▶
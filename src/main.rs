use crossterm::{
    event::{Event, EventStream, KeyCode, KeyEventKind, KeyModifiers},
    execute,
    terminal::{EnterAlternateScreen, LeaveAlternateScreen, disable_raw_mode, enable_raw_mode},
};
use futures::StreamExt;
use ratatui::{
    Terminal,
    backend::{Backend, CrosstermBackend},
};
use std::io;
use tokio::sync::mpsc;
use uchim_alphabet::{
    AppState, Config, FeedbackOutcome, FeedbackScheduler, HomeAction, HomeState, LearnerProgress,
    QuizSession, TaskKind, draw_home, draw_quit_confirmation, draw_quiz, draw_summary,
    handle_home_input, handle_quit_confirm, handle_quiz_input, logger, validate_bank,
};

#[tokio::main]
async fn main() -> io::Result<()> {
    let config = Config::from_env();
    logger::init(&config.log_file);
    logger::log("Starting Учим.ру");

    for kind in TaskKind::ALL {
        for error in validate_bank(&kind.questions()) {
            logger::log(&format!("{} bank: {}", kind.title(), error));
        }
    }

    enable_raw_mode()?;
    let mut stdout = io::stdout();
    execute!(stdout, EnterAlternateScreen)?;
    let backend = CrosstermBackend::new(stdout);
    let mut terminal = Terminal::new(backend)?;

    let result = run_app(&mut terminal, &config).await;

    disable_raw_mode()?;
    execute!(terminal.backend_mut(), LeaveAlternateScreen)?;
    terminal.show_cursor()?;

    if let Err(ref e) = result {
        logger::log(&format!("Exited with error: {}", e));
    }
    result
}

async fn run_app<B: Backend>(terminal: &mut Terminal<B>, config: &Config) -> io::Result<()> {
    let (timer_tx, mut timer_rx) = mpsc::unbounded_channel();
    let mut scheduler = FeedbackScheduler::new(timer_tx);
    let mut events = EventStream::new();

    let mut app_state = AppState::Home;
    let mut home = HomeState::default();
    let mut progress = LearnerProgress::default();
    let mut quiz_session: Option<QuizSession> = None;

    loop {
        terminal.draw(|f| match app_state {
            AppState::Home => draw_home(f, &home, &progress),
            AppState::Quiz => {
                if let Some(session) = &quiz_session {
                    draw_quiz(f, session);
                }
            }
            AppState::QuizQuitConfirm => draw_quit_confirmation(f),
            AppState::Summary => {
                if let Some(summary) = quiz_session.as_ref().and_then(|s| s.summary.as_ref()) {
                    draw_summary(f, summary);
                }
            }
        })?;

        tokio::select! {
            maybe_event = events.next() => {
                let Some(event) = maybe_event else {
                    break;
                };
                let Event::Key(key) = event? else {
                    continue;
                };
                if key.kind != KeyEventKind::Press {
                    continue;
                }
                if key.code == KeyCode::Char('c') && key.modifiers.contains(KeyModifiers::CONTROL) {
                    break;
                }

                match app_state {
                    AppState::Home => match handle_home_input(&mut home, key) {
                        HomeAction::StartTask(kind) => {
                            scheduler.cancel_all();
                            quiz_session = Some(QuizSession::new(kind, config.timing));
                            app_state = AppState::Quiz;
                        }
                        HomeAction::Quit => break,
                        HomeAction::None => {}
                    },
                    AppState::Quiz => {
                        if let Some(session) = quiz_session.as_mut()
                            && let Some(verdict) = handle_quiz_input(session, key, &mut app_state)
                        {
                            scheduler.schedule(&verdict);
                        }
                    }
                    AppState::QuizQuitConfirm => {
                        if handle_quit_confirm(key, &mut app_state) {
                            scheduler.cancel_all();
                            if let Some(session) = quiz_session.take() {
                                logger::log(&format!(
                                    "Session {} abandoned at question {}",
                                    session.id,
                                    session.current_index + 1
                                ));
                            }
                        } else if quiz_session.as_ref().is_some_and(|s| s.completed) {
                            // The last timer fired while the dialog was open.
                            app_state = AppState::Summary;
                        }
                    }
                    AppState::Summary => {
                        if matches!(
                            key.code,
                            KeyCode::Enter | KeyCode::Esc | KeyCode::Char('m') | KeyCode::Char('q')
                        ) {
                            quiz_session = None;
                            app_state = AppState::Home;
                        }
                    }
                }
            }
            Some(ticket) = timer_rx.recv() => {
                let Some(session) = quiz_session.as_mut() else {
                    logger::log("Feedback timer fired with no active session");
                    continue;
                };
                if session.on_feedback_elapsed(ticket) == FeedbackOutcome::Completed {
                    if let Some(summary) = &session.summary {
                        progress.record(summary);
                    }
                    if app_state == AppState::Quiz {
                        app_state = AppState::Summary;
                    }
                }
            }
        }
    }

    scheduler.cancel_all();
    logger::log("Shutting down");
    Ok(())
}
◀
▶
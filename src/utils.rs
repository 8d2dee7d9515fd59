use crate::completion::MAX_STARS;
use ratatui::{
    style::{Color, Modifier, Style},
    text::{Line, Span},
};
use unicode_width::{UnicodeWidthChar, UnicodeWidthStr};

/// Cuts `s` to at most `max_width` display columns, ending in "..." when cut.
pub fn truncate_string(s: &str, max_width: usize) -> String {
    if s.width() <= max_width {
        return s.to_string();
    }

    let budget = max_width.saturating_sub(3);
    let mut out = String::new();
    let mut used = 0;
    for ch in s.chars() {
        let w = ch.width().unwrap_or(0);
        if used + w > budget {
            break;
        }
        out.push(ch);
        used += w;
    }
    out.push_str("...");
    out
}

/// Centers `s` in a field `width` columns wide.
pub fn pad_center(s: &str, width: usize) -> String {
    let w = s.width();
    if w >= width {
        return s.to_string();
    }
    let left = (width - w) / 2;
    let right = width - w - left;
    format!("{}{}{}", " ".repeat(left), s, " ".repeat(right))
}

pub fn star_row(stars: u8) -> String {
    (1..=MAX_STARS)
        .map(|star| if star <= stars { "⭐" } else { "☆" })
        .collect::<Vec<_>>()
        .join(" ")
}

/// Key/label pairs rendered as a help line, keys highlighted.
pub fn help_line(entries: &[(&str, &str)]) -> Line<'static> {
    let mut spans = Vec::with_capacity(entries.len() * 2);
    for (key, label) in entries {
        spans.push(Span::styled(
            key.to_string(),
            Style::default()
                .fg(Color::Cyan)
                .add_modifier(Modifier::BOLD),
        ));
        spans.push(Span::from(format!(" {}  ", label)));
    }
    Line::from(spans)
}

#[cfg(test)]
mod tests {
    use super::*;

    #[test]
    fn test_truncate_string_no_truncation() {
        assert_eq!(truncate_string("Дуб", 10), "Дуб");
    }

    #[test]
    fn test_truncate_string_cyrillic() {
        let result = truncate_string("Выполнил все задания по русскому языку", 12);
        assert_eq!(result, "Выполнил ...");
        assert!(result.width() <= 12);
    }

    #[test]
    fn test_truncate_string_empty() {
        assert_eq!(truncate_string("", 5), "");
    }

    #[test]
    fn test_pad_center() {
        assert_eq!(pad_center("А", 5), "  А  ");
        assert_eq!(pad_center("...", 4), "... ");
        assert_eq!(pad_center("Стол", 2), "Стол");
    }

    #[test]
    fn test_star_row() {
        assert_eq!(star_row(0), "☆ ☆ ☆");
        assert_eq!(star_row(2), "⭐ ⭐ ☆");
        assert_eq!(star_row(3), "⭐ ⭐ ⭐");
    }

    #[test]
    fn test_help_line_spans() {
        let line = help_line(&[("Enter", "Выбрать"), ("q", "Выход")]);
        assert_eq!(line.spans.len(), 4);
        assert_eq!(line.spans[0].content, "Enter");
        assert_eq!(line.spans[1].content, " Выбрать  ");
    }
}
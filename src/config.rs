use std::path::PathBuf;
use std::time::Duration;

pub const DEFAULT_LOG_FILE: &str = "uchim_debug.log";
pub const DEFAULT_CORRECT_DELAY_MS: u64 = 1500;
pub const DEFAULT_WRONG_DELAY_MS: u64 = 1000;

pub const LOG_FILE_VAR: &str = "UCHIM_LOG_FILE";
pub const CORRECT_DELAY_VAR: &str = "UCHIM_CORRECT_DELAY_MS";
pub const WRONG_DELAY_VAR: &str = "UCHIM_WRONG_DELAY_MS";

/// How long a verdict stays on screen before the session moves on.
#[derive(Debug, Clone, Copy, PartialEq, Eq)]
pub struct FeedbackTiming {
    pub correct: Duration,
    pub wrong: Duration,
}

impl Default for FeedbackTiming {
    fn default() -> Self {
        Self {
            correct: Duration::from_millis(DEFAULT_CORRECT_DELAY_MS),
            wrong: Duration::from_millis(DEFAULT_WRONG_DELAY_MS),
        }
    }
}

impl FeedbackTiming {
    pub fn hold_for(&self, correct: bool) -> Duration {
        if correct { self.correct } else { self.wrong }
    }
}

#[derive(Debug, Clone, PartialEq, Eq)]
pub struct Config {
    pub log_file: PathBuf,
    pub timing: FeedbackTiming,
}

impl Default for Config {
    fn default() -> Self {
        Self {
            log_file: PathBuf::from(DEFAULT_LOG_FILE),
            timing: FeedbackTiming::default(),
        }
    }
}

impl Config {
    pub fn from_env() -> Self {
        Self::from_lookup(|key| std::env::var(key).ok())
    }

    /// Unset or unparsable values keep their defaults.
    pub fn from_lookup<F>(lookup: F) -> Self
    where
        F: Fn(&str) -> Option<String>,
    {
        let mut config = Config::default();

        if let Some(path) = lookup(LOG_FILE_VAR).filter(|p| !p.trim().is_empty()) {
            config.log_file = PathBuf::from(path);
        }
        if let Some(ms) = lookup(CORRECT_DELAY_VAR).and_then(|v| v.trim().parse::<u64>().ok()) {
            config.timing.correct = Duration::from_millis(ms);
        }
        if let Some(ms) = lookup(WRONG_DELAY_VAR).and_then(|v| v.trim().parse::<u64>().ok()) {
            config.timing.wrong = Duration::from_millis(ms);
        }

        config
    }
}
◀
### EXERCISE DIRECTIONS
Pick out, from the lines above, every one that contains the string "Option".

### ANSWER SECTION
    let mut quiz_session: Option<QuizSession> = None;
        F: Fn(&str) -> Option<String>,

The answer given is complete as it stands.